### Task to complete
For each line below that contains the string "offset", copy that line.
*** Records provided ***
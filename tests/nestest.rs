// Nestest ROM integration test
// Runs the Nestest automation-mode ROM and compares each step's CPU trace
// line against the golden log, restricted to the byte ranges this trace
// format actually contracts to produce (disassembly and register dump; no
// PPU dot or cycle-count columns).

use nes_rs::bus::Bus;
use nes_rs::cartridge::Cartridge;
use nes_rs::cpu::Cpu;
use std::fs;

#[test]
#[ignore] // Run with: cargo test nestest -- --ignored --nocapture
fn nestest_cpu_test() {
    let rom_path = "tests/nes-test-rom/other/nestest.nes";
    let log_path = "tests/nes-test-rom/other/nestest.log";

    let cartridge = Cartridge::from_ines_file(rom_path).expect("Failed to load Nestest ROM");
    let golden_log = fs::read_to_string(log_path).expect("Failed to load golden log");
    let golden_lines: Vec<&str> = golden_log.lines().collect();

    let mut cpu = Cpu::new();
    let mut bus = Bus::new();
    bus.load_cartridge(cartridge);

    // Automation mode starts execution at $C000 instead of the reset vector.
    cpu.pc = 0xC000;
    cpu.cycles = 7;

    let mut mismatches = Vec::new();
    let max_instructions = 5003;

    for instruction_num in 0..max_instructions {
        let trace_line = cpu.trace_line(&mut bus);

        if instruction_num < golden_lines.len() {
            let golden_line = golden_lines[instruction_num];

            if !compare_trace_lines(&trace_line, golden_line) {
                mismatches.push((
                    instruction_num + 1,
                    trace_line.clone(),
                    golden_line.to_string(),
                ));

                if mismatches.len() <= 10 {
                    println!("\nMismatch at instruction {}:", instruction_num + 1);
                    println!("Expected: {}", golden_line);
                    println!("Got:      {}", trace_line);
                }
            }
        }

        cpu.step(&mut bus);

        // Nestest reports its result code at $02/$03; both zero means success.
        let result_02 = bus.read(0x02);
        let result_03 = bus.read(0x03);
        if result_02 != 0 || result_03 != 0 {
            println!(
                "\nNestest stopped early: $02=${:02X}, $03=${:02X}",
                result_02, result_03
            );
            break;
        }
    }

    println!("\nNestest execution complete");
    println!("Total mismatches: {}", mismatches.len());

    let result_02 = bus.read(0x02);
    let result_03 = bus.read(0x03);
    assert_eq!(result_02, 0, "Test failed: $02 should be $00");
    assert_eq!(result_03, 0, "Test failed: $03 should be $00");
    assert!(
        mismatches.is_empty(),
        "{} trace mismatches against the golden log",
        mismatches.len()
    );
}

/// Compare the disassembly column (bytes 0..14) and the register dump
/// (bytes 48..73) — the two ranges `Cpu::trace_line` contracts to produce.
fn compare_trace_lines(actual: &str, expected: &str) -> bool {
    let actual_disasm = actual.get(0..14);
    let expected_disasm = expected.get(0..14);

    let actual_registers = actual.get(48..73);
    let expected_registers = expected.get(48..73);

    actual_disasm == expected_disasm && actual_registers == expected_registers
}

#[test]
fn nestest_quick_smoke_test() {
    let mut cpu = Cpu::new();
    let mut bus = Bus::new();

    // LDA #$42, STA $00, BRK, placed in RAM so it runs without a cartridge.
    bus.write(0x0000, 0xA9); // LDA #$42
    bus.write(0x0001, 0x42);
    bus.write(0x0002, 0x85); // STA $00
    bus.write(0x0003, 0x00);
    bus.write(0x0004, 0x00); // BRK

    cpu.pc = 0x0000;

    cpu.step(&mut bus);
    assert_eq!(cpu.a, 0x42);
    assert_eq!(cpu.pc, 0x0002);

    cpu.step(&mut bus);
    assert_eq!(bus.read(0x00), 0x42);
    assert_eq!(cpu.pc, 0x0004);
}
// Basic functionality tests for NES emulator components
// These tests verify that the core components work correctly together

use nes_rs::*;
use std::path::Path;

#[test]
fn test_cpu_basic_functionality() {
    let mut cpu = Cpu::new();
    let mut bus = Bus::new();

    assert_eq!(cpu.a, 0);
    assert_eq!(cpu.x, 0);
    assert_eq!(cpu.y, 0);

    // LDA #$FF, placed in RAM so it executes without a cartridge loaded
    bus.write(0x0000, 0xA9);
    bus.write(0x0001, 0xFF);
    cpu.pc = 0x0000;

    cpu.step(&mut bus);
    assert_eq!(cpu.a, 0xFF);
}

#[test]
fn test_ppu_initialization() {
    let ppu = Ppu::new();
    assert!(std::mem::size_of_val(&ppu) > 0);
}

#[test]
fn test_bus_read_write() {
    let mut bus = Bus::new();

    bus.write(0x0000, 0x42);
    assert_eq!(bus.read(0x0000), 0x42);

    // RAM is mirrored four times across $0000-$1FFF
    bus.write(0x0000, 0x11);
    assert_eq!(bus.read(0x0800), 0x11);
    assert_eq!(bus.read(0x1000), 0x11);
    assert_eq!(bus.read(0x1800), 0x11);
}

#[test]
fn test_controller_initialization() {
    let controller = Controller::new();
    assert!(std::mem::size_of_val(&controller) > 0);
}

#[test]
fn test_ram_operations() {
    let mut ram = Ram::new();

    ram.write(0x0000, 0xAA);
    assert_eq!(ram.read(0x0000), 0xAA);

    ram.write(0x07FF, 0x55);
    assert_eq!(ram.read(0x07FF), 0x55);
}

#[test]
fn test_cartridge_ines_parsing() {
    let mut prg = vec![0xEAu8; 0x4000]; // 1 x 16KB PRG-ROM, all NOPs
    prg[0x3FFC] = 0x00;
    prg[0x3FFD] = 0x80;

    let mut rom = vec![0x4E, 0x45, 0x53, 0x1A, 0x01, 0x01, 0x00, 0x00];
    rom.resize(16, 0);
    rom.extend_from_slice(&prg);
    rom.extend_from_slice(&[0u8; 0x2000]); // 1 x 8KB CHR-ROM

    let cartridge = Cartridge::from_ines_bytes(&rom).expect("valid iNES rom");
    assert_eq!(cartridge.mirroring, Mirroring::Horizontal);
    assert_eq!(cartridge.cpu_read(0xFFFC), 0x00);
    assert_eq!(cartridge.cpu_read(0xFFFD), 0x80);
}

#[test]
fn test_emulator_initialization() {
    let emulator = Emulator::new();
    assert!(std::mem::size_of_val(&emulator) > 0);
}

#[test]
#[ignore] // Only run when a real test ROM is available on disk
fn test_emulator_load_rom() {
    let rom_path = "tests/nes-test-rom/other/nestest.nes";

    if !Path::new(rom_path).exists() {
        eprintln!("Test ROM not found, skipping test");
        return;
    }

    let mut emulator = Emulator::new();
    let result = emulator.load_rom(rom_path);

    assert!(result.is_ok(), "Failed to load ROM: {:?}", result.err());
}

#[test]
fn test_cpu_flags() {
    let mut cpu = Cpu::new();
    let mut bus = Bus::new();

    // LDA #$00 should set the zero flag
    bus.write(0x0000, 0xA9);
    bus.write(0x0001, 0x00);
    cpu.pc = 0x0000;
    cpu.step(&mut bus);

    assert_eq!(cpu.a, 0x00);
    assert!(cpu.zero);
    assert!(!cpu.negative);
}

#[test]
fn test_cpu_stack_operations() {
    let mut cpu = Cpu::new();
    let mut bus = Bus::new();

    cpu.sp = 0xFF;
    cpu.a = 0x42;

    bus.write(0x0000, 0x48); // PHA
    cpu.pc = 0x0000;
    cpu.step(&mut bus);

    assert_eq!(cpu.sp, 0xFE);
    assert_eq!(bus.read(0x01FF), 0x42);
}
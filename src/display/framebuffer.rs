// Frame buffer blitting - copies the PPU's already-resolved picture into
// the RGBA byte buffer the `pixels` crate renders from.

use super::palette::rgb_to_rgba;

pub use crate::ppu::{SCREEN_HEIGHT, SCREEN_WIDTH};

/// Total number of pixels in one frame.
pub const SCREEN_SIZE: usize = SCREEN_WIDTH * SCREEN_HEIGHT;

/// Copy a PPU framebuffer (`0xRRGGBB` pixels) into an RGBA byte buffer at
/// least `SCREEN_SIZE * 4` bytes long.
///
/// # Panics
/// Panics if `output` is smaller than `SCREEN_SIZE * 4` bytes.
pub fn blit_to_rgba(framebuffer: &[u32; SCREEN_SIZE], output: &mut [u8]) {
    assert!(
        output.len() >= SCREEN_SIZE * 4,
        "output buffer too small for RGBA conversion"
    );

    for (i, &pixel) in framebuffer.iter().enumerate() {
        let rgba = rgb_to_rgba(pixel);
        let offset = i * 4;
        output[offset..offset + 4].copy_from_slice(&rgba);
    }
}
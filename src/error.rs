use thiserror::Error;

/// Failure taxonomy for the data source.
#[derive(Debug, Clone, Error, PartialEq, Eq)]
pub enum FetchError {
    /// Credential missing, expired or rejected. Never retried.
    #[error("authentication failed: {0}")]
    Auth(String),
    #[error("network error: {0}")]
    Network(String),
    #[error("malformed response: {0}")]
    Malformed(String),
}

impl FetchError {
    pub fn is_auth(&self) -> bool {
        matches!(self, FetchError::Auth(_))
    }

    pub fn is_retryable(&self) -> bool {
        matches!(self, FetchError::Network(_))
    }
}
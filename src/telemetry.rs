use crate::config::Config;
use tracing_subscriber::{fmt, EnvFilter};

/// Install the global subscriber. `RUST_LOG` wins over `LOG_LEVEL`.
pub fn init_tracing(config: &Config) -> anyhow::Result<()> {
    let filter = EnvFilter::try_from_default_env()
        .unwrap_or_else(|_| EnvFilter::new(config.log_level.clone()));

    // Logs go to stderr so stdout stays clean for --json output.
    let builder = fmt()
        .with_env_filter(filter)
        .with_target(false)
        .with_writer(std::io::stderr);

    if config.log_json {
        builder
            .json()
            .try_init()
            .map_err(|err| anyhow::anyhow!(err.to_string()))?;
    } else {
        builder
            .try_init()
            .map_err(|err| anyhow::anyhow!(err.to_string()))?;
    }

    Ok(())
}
*** End of Records provided ***
### Task answer
        let offset = i * 4;
        output[offset..offset + 4].copy_from_slice(&rgba);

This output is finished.